A silent burden: Thalassaemia patients in Karnataka battle disease with hope and hardship Premium
The Hindu
Thalassaemia patients in Karnataka face hope and hardship, battling disease with silent strength and financial struggles.
Her day begins with a quiet prayer and a glance at the faded calendar, marked with yet another hospital appointment. For over two decades, Gowramma’s life has revolved around needles, blood bags, prescriptions, and silent strength.
Gowramma is the mother of two grown-up children — Tarun and Santosh — both living with thalassaemia, an inherited blood disorder characterised by reduced haemoglobin production.
Every few weeks, the children need blood, life-saving transfusions that keep them alive, but slowly poison their bodies with iron. The medicine to fight this iron overload is expensive, and the bills never stop. The family has a small garment shop at Peenya, an industrial area in the northern part of Bengaluru, and is struggling to meet an avalanche of medical expenses. Gowramma has not been able to get the free medicines from the government-run Victoria Hospital for the last four months.
At Sunkadakatte, a semi-urban locality in west Bengaluru, life is a daily struggle for 19-year-old Mubeena Ruqsar, who lives with her parents. She was diagnosed with beta-thalassaemia major at just six months. Since then, blood transfusions every three weeks, countless needles, and a growing pile of medical records have all been part of her routine.
Her father, Rahmathulla, works as a mechanic in a local garage. Her mother, Sakina Banu, once dreamed of becoming a teacher but now dedicates every waking hour to managing Ruqsar’s health — tracking her transfusion schedules and watching for signs of fatigue, fever, or distress.

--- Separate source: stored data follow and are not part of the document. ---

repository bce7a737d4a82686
pub mod cell;
pub mod header;
pub mod observation;
use std::fs;
use std::sync::Arc;

use pretty_assertions::assert_eq;
use rusqlite::Connection;
use tempfile::tempdir;

use crate::domain::entities::cell::{Cell, CellNote, Role, SheetGrid};
use crate::extract::extract_dataset;
use crate::infra::import::marking::Marking;
use crate::infra::sqlite::repo::SqliteRepo;
use crate::infra::sqlite::schema::init_db;
use crate::usecase::ports::repo::ExtractRepository;
use crate::usecase::services::import_service::ImportService;
use crate::usecase::services::query_service::QueryService;

fn census_grid() -> SheetGrid {
    let mut grid = SheetGrid::new("population", 3, 2);
    grid.insert(Cell::new(0, 0, Role::RowProperty, "City"));
    grid.insert(Cell::new(0, 1, Role::ColumnHeader, "Population"));
    grid.insert(Cell::new(1, 0, Role::RowHeader, "Amsterdam"));
    grid.insert(Cell::new(1, 1, Role::Data, "10"));
    grid.insert(Cell::new(2, 0, Role::HierarchicalRowHeader, "id."));
    grid.insert(Cell::new(2, 1, Role::Data, "5"));
    grid
}

#[test]
fn init_db_creates_required_tables() {
    let temp_dir = tempdir().expect("should create temp dir");
    let db_path = temp_dir.path().join("extract.sqlite");

    init_db(&db_path).expect("init_db should succeed");

    let conn = Connection::open(&db_path).expect("should open sqlite db");
    let table_count: i64 = conn
        .query_row(
            "SELECT COUNT(*) FROM sqlite_master WHERE type = 'table' AND name IN \
             ('dataset','sheet','sheet_title','header_node','observation',\
              'observation_dimension','annotation')",
            [],
            |row| row.get(0),
        )
        .expect("table count query should succeed");

    assert_eq!(table_count, 7, "required tables should exist");
}

#[test]
fn extracted_dataset_round_trips_through_sqlite() {
    let temp_dir = tempdir().expect("should create temp dir");
    let db_path = temp_dir.path().join("extract.sqlite");

    let extract = extract_dataset("vt1899", "vt1899.xlsx", &[census_grid()]);

    let repo = Arc::new(SqliteRepo::new(db_path));
    repo.init().expect("store should initialize");
    let dataset_id = repo.save_dataset(&extract).expect("extract should persist");

    let queries = QueryService::new(repo);

    let datasets = queries.list_datasets().expect("should list datasets");
    assert_eq!(datasets.len(), 1);
    assert_eq!(datasets[0].name, "vt1899");
    assert_eq!(datasets[0].source_path, "vt1899.xlsx");
    assert_eq!(datasets[0].sheet_count, 1);

    let sheets = queries.list_sheets(dataset_id).expect("should list sheets");
    assert_eq!(sheets.len(), 1);
    assert_eq!(sheets[0].name, "population");
    assert_eq!(sheets[0].row_count, 3);
    assert_eq!(sheets[0].col_count, 2);
    assert_eq!(sheets[0].marked_cells, 6);

    let nodes = queries.list_nodes(sheets[0].id).expect("should list nodes");
    assert_eq!(nodes.len(), 3);
    let city = nodes.iter().find(|n| n.label == "City").unwrap();
    assert_eq!(city.kind, "row_property");
    let amsterdam = nodes.iter().find(|n| n.label == "Amsterdam").unwrap();
    assert_eq!(amsterdam.kind, "row_header");
    assert_eq!(amsterdam.bound_property_id, Some(city.id));

    let observations = queries
        .observations(sheets[0].id)
        .expect("should load observations");
    assert_eq!(observations.len(), 2);
    // The "id." row inherits the Amsterdam node; no second node is minted.
    for observation in &observations {
        assert_eq!(observation.dimensions, vec!["Population", "Amsterdam"]);
    }
    assert_eq!(observations[0].value, "10");
    assert_eq!(observations[1].value, "5");

    let count = queries
        .observation_count(dataset_id)
        .expect("should count observations");
    assert_eq!(count, 2);
}

#[test]
fn annotations_persist_with_author_and_date() {
    let temp_dir = tempdir().expect("should create temp dir");
    let db_path = temp_dir.path().join("extract.sqlite");

    let mut grid = census_grid();
    grid.insert(
        Cell::new(1, 1, Role::Data, "10").with_note(CellNote {
            text: "value partly\nillegible".to_string(),
            author: Some("curator".to_string()),
            date: Some("2010-05-01".to_string()),
        }),
    );

    let extract = extract_dataset("vt1899", "vt1899.xlsx", &[grid]);
    let repo = Arc::new(SqliteRepo::new(db_path));
    repo.init().expect("store should initialize");
    let dataset_id = repo.save_dataset(&extract).expect("extract should persist");

    let sheets = repo.list_sheets(dataset_id).expect("should list sheets");
    let annotations = repo
        .load_annotations(sheets[0].id)
        .expect("should load annotations");
    assert_eq!(annotations.len(), 1);
    assert_eq!(annotations[0].row, 1);
    assert_eq!(annotations[0].col, 1);
    assert_eq!(annotations[0].text, "value partly illegible");
    assert_eq!(annotations[0].author.as_deref(), Some("curator"));
    assert_eq!(annotations[0].noted_on.as_deref(), Some("2010-05-01"));
}

#[test]
fn unmarked_sheets_are_not_persisted() {
    let temp_dir = tempdir().expect("should create temp dir");
    let db_path = temp_dir.path().join("extract.sqlite");

    let mut notes_only = SheetGrid::new("front matter", 1, 1);
    notes_only.insert(Cell::new(0, 0, Role::Title, "Volkstelling 1899"));

    let extract = extract_dataset("vt1899", "vt1899.xlsx", &[census_grid(), notes_only]);
    let repo = SqliteRepo::new(db_path);
    repo.init().expect("store should initialize");
    let dataset_id = repo.save_dataset(&extract).expect("extract should persist");

    let datasets = repo.list_datasets().expect("should list datasets");
    // The workbook total still counts the dropped sheet.
    assert_eq!(datasets[0].sheet_count, 2);

    let sheets = repo.list_sheets(dataset_id).expect("should list sheets");
    assert_eq!(sheets.len(), 1);
    assert_eq!(sheets[0].name, "population");
}

#[test]
fn marking_file_assigns_roles_per_sheet_and_cell() {
    let temp_dir = tempdir().expect("should create temp dir");
    let marking_path = temp_dir.path().join("marking.txt");
    fs::write(
        &marking_path,
        "0;A1;TL RowProperty\n0;B1;TL ColHeader\n0;A2;TL RowHeader\n0;B2;TL Data\n1;A1;TL Title\n",
    )
    .expect("should write marking file");

    let marking = Marking::from_file(&marking_path).expect("marking should parse");

    assert_eq!(marking.role_at(0, 0, 0), Role::RowProperty);
    assert_eq!(marking.role_at(0, 0, 1), Role::ColumnHeader);
    assert_eq!(marking.role_at(0, 1, 0), Role::RowHeader);
    assert_eq!(marking.role_at(0, 1, 1), Role::Data);
    assert_eq!(marking.role_at(1, 0, 0), Role::Title);
    assert_eq!(marking.role_at(0, 2, 2), Role::Unmarked);
}

#[test]
fn import_service_runs_end_to_end_over_a_real_workbook() {
    use rust_xlsxwriter::{Format, Workbook};

    let temp_dir = tempdir().expect("should create temp dir");
    let xlsx_path = temp_dir.path().join("vt1899.xlsx");
    let marking_path = temp_dir.path().join("vt1899-marking.txt");
    let db_path = temp_dir.path().join("extract.sqlite");

    let mut workbook = Workbook::new();
    let worksheet = workbook.add_worksheet();
    worksheet.write_string(0, 0, "City").expect("write A1");
    worksheet
        .merge_range(0, 1, 0, 2, "Population", &Format::new())
        .expect("merge B1:C1");
    worksheet.write_string(1, 0, "Amsterdam").expect("write A2");
    worksheet.write_number(1, 1, 10.0).expect("write B2");
    worksheet.write_number(1, 2, 7.0).expect("write C2");
    worksheet.write_string(2, 0, "id.").expect("write A3");
    worksheet.write_number(2, 1, 5.0).expect("write B3");
    workbook.save(&xlsx_path).expect("save workbook");

    fs::write(
        &marking_path,
        "0;A1;TL RowProperty\n0;B1;TL ColHeader\n0;C1;TL ColHeader\n\
         0;A2;TL RowHeader\n0;B2;TL Data\n0;C2;TL Data\n\
         0;A3;TL HRowHeader\n0;B3;TL Data\n",
    )
    .expect("write marking file");

    let repo = Arc::new(SqliteRepo::new(db_path));
    let importer = ImportService::new(repo.clone());
    let result = importer
        .import_workbook(&xlsx_path, &marking_path)
        .expect("import should succeed");
    assert_eq!(result.sheet_count, 1);
    assert_eq!(result.observation_count, 3);

    let sheets = repo.list_sheets(result.dataset_id).expect("sheets");
    let observations = repo
        .load_observations(sheets[0].id)
        .expect("observations");
    assert_eq!(observations.len(), 3);
    // B2: merged "Population" header plus the Amsterdam row binding.
    assert_eq!(observations[0].value, "10");
    assert_eq!(observations[0].dimensions, vec!["Population", "Amsterdam"]);
    // C2 sits under the covered half of the merge; same header node applies.
    assert_eq!(observations[1].value, "7");
    assert_eq!(observations[1].dimensions, vec!["Population", "Amsterdam"]);
    // B3's "id." row header copies down to the node minted at A2.
    assert_eq!(observations[2].value, "5");
    assert_eq!(observations[2].dimensions, vec!["Population", "Amsterdam"]);
}

#[test]
fn repeated_extraction_persists_identical_record_sets() {
    let temp_dir = tempdir().expect("should create temp dir");
    let db_path = temp_dir.path().join("extract.sqlite");

    let grid = census_grid();
    let repo = SqliteRepo::new(db_path);
    repo.init().expect("store should initialize");

    let first = extract_dataset("vt1899", "vt1899.xlsx", std::slice::from_ref(&grid));
    let second = extract_dataset("vt1899", "vt1899.xlsx", std::slice::from_ref(&grid));
    let first_id = repo.save_dataset(&first).expect("first save");
    let second_id = repo.save_dataset(&second).expect("second save");

    let first_sheet = repo.list_sheets(first_id).expect("sheets")[0].id;
    let second_sheet = repo.list_sheets(second_id).expect("sheets")[0].id;
    assert_eq!(
        repo.load_observations(first_sheet).expect("observations"),
        repo.load_observations(second_sheet).expect("observations"),
    );
}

They live in a rented two-room house, and save every extra rupee for hospital visits and medicine. The young adult’s treatment involves not just transfusions but also expensive iron chelation therapy.

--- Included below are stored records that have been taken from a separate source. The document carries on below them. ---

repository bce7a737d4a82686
pub mod import;
pub mod sqlite;
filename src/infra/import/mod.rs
pub mod marking;
pub mod workbook;
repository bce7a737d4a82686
use std::path::Path;

use anyhow::{Context, Result};
use calamine::{open_workbook, Data, Reader, Xlsx};
use tracing::debug;

use crate::domain::entities::cell::{Cell, MergeBox, Role, SheetGrid};
use crate::infra::import::marking::Marking;

pub fn cell_to_string(cell: &Data) -> String {
    match cell {
        Data::String(v) => v.to_string(),
        Data::Float(v) => v.to_string(),
        Data::Int(v) => v.to_string(),
        Data::Bool(v) => v.to_string(),
        Data::DateTime(v) => v.to_string(),
        Data::DateTimeIso(v) => v.to_string(),
        Data::DurationIso(v) => v.to_string(),
        Data::Error(v) => format!("{v:?}"),
        Data::Empty => String::new(),
    }
}

/// Loads every sheet of an XLSX workbook into a `SheetGrid`, keeping only the
/// cells the marking assigns a role to. Merged regions become merge boxes,
/// and their anchor cells carry the matching spans.
pub fn load_workbook(xlsx_path: &Path, marking: &Marking) -> Result<Vec<SheetGrid>> {
    let mut workbook: Xlsx<_> = open_workbook(xlsx_path)
        .with_context(|| format!("failed to open xlsx: {}", xlsx_path.display()))?;
    workbook
        .load_merged_regions()
        .context("failed to load merged regions")?;

    let sheet_names = workbook.sheet_names().to_owned();
    let mut grids = Vec::with_capacity(sheet_names.len());

    for (sheet_index, name) in sheet_names.iter().enumerate() {
        let merges: Vec<MergeBox> = workbook
            .merged_regions_by_sheet(name)
            .iter()
            .map(|region| {
                let dims = &region.2;
                MergeBox {
                    first_row: dims.start.0,
                    last_row: dims.end.0,
                    first_col: dims.start.1,
                    last_col: dims.end.1,
                }
            })
            .collect();

        let range = workbook
            .worksheet_range(name)
            .with_context(|| format!("failed to read sheet: {name}"))?;
        let (row_count, col_count) = match range.end() {
            Some((last_row, last_col)) => (last_row + 1, last_col + 1),
            None => (0, 0),
        };

        let mut grid = SheetGrid::new(name.clone(), row_count, col_count);
        for merge in &merges {
            grid.add_merge(*merge);
        }

        let start = range.start().unwrap_or((0, 0));
        for (row_offset, row) in range.rows().enumerate() {
            for (col_offset, data) in row.iter().enumerate() {
                let abs_row = start.0 + row_offset as u32;
                let abs_col = start.1 + col_offset as u32;
                let role = marking.role_at(sheet_index as u32, abs_row, abs_col);
                if role == Role::Unmarked {
                    continue;
                }
                let mut cell = Cell::new(abs_row, abs_col, role, cell_to_string(data));
                if let Some(merge) = merges
                    .iter()
                    .find(|m| m.anchor() == (abs_row, abs_col))
                {
                    cell = cell.with_span(
                        merge.last_row - merge.first_row + 1,
                        merge.last_col - merge.first_col + 1,
                    );
                }
                grid.insert(cell);
            }
        }

        debug!(
            sheet = name.as_str(),
            rows = grid.row_count(),
            cols = grid.col_count(),
            "loaded sheet grid"
        );
        grids.push(grid);
    }

    Ok(grids)
}
pub mod queries;
pub mod repo;
pub mod schema;
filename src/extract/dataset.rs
use chrono::Utc;
use tracing::info;

use crate::domain::entities::cell::SheetGrid;
use crate::domain::entities::header::SheetId;
use crate::domain::entities::observation::{DatasetDescriptor, DatasetExtract};
use crate::extract::scan::extract_sheet;

/// Extracts every sheet of a workbook and wraps the results in dataset-level
/// provenance metadata. Sheets whose scan marked no cell are dropped from the
/// dataset; `sheet_count` still reports the workbook total.
pub fn extract_dataset(
    name: impl Into<String>,
    source_path: impl Into<String>,
    grids: &[SheetGrid],
) -> DatasetExtract {
    let name = name.into();
    let started_at = Utc::now();

    let sheets: Vec<_> = grids
        .iter()
        .enumerate()
        .map(|(index, grid)| extract_sheet(SheetId(index as u32), grid))
        .filter(|extract| extract.has_marked_cells())
        .collect();

    let ended_at = Utc::now();
    info!(
        dataset = name.as_str(),
        sheets = sheets.len(),
        observations = sheets.iter().map(|s| s.observations.len()).sum::<usize>(),
        "extracted dataset"
    );

    DatasetExtract {
        descriptor: DatasetDescriptor {
            name,
            source_path: source_path.into(),
            sheet_count: grids.len() as u32,
            started_at,
            ended_at,
        },
        sheets,
    }
}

These three are among an estimated 10,000 thalassaemia patients in Karnataka, a number that experts say is growing due to the lack of systematic screening and awareness. No government registry is available to document the number of people living with this disorder.

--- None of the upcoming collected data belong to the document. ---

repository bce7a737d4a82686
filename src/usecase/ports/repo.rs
use crate::domain::entities::observation::DatasetExtract;

#[derive(Debug, Clone, Copy, PartialEq, Eq, Hash)]
pub struct DatasetId(pub i64);

impl From<i64> for DatasetId {
    fn from(value: i64) -> Self {
        DatasetId(value)
    }
}

impl From<DatasetId> for i64 {
    fn from(value: DatasetId) -> Self {
        value.0
    }
}

#[derive(Debug, Clone, PartialEq, Eq)]
pub enum RepoError {
    Message(String),
}

impl std::fmt::Display for RepoError {
    fn fmt(&self, f: &mut std::fmt::Formatter<'_>) -> std::fmt::Result {
        match self {
            RepoError::Message(message) => write!(f, "{message}"),
        }
    }
}

impl std::error::Error for RepoError {}

/// The queryable persisted record set downstream collaborators read from.
pub trait ExtractRepository: Send + Sync {
    fn init(&self) -> Result<(), RepoError>;

    fn save_dataset(&self, extract: &DatasetExtract) -> Result<DatasetId, RepoError>;

    fn list_datasets(&self) -> Result<Vec<DatasetRecord>, RepoError>;
    fn list_sheets(&self, dataset: DatasetId) -> Result<Vec<SheetRecord>, RepoError>;
    fn list_nodes(&self, sheet_id: i64) -> Result<Vec<NodeRecord>, RepoError>;
    fn load_observations(&self, sheet_id: i64) -> Result<Vec<StoredObservation>, RepoError>;
    fn load_annotations(&self, sheet_id: i64) -> Result<Vec<StoredAnnotation>, RepoError>;
    fn observation_count(&self, dataset: DatasetId) -> Result<i64, RepoError>;
}

#[derive(Debug, Clone, PartialEq, Eq)]
pub struct DatasetRecord {
    pub id: i64,
    pub name: String,
    pub source_path: String,
    pub sheet_count: i64,
    pub started_at: String,
    pub ended_at: String,
}

#[derive(Debug, Clone, PartialEq, Eq)]
pub struct SheetRecord {
    pub id: i64,
    pub sheet_idx: i64,
    pub name: String,
    pub row_count: i64,
    pub col_count: i64,
    pub marked_cells: i64,
}

#[derive(Debug, Clone, PartialEq, Eq)]
pub struct NodeRecord {
    pub id: i64,
    pub row: i64,
    pub col: i64,
    pub kind: String,
    pub label: String,
    pub parent_id: Option<i64>,
    pub bound_property_id: Option<i64>,
}

#[derive(Debug, Clone, PartialEq, Eq)]
pub struct StoredObservation {
    pub row: i64,
    pub col: i64,
    pub value: String,
    /// Dimension labels in minting order (row, column, kind).
    pub dimensions: Vec<String>,
}

#[derive(Debug, Clone, PartialEq, Eq)]
pub struct StoredAnnotation {
    pub row: i64,
    pub col: i64,
    pub text: String,
    pub author: Option<String>,
    pub noted_on: Option<String>,
}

However, despite the growing burden, public health mechanisms remain fragmented. The State established the Karnataka State Blood Cell for the treatment of patients with blood disorders (haemophilia, thalassaemia, and sickle cell anaemia) in 2017. While this Blood Cell — operating under the National Health Mission (NHM) — is coordinating treatment and providing free transfusions in government hospitals, access to quality iron chelation drugs and specialised care remains uneven.